On the screen, Chris would have a simple sentence, pointing out the noun and verb, and then had the students add their own adjectives, adverbs, and prepositional phrases on a piece of paper. Then Chris would ask them for their sentences and show them what he had written. The students seemed to love this exercise; they showed great creativity in their descriptions (some using the vocabulary they had learned online) and many were excited to share their sentences with the class.

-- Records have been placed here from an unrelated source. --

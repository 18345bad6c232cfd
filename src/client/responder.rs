//! Filtered responder callback
//!
//! Fires a handler only for one topic and one payload value. A blank value
//! or `#` in either position means "any".

use super::registry::{Callback, CallbackFailure};
use crate::protocol::MATCH_ALL;
use std::sync::Arc;
use tracing::debug;

#[derive(Debug, Clone, Default, PartialEq, Eq)]
pub struct FirstResponder {
    topic: String,
    payload: String,
}

impl FirstResponder {
    pub fn new(topic: impl Into<String>, payload: impl Into<String>) -> Self {
        Self {
            topic: topic.into(),
            payload: payload.into(),
        }
    }

    /// Responds to every topic and payload
    pub fn any() -> Self {
        Self::default()
    }

    /// Filter to subscribe with: the configured topic, or `#`
    pub fn filter(&self) -> &str {
        if is_wildcard(&self.topic) {
            MATCH_ALL
        } else {
            &self.topic
        }
    }

    /// Pure predicate for a `(topic, payload)` pair
    pub fn accepts(&self, topic: &str, payload: &str) -> bool {
        (is_wildcard(&self.topic) || self.topic == topic)
            && (is_wildcard(&self.payload) || self.payload == payload)
    }

    /// Build a callback invoking `handler` with the payload text of accepted
    /// messages. Empty payloads are reported as failures.
    pub fn into_callback<F>(self, handler: F) -> Callback
    where
        F: Fn(&str) + Send + Sync + 'static,
    {
        let responder = Arc::new(self);
        Callback::fallible(move |topic, payload| {
            if payload.is_empty() {
                return Err(CallbackFailure::new(format!("empty payload on '{topic}'")));
            }

            let text = String::from_utf8_lossy(payload);
            if responder.accepts(topic, &text) {
                handler(&text);
            } else {
                debug!(topic = %topic, "Responder ignored message");
            }
            Ok(())
        })
    }
}

fn is_wildcard(value: &str) -> bool {
    value.trim().is_empty() || value == MATCH_ALL
}
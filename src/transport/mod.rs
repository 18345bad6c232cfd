//! Transport layer: the capability surface of the underlying broker client
//!
//! The client core never talks MQTT itself. It drives a [`BrokerBackend`]
//! created by a [`BackendFactory`], which keeps protocol details, TLS and the
//! network I/O context out of the control loop and lets tests substitute a mock.

use crate::client::queue::EventSink;
use crate::config::BrokerSection;
use crate::protocol::QoS;
use bytes::Bytes;
use std::time::Duration;
use thiserror::Error;

pub mod mqtt;

/// Parameters for a single handshake attempt
#[derive(Debug, Clone, PartialEq)]
pub struct ConnectRequest {
    /// Unique client identifier, regenerated for every attempt
    pub client_id: String,
    pub username: Option<String>,
    pub password: Option<String>,
    /// Upper bound for the handshake
    pub timeout: Duration,
    pub keep_alive: Duration,
}

/// Errors reported by a broker backend
#[derive(Debug, Error)]
pub enum BackendError {
    #[error("Client construction failed: {0}")]
    Construction(String),
    #[error("Handshake failed: {0}")]
    Handshake(String),
    #[error("Handshake timed out after {0:?}")]
    Timeout(Duration),
    #[error("Not connected to broker")]
    NotConnected,
    #[error("Request failed")]
    Request(#[source] Box<dyn std::error::Error + Send + Sync>),
}

/// Underlying broker client
///
/// `connect` may suspend for at most `request.timeout`. All other operations
/// only queue work for the I/O context and return immediately. Inbound
/// messages and unexpected connection loss are reported through the sink
/// installed with [`BrokerBackend::set_event_sink`], possibly from another thread.
#[async_trait::async_trait]
pub trait BrokerBackend: Send {
    /// Perform the handshake
    async fn connect(&mut self, request: &ConnectRequest) -> Result<(), BackendError>;

    /// Request a clean disconnect
    fn disconnect(&mut self) -> Result<(), BackendError>;

    fn publish(
        &mut self,
        topic: &str,
        payload: Bytes,
        qos: QoS,
        retain: bool,
    ) -> Result<(), BackendError>;

    /// Subscribe to `filters[i]` with `qos[i]`
    fn subscribe(&mut self, filters: &[String], qos: &[QoS]) -> Result<(), BackendError>;

    fn unsubscribe(&mut self, filters: &[String]) -> Result<(), BackendError>;

    fn is_connected(&self) -> bool;

    /// Register (`Some`) or deregister (`None`) the inbound-message and
    /// connection-closed callbacks
    fn set_event_sink(&mut self, sink: Option<EventSink>);
}

/// Creates backend instances from the broker settings
pub trait BackendFactory: Send + Sync {
    /// Instantiate a backend; failure is a construction error
    fn create(&self, settings: &BrokerSection) -> Result<Box<dyn BrokerBackend>, BackendError>;
}

#[cfg(test)]
mod tests {
    use super::*;

    #[test]
    fn test_backend_error_display() {
        let errors = vec![
            BackendError::Construction("bad address".to_string()),
            BackendError::Handshake("refused".to_string()),
            BackendError::Timeout(Duration::from_millis(10)),
            BackendError::NotConnected,
            BackendError::Request("queue full".to_string().into()),
        ];

        for error in errors {
            assert!(!error.to_string().is_empty());
        }
    }

    #[test]
    fn test_request_error_keeps_source() {
        use std::error::Error;

        let error = BackendError::Request("queue full".to_string().into());
        assert_eq!(error.source().map(|e| e.to_string()).as_deref(), Some("queue full"));
    }
}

Then, with sentences displayed on the screen, he had the students look through each sentence (all of which had prepositional phrases) to count the nouns. With this exercise, he first asked about which noun was the focus of the sentence, the most important noun, and from there began distinguishing the nouns in prepositional phrases from the main noun and reviewing the various types of nouns (concrete, abstract, pronouns, and proper nouns). He had students go through and remove all the descriptions (the prepositional phrases, adjectives, and adverbs) to hone down what would be left of the sentence. Starting with this exercise is more effective than jumping straight into picking out prepositional phrases. Students can begin by creating sentences and then go on to deconstruct the sentence for its parts. By their seeing all this on the screen (the slow building of each sentence from simple subject and verb to a more fully developed sentence) and then going backwards to eliminate the description, students gain a firmer understanding of the material. In my third day of covering/reviewing subjects, verbs, and prepositional phrases, a couple of students are still having some difficulty with longer sentences, but Chris’s students appear to be moving along easily with this very important foundational material.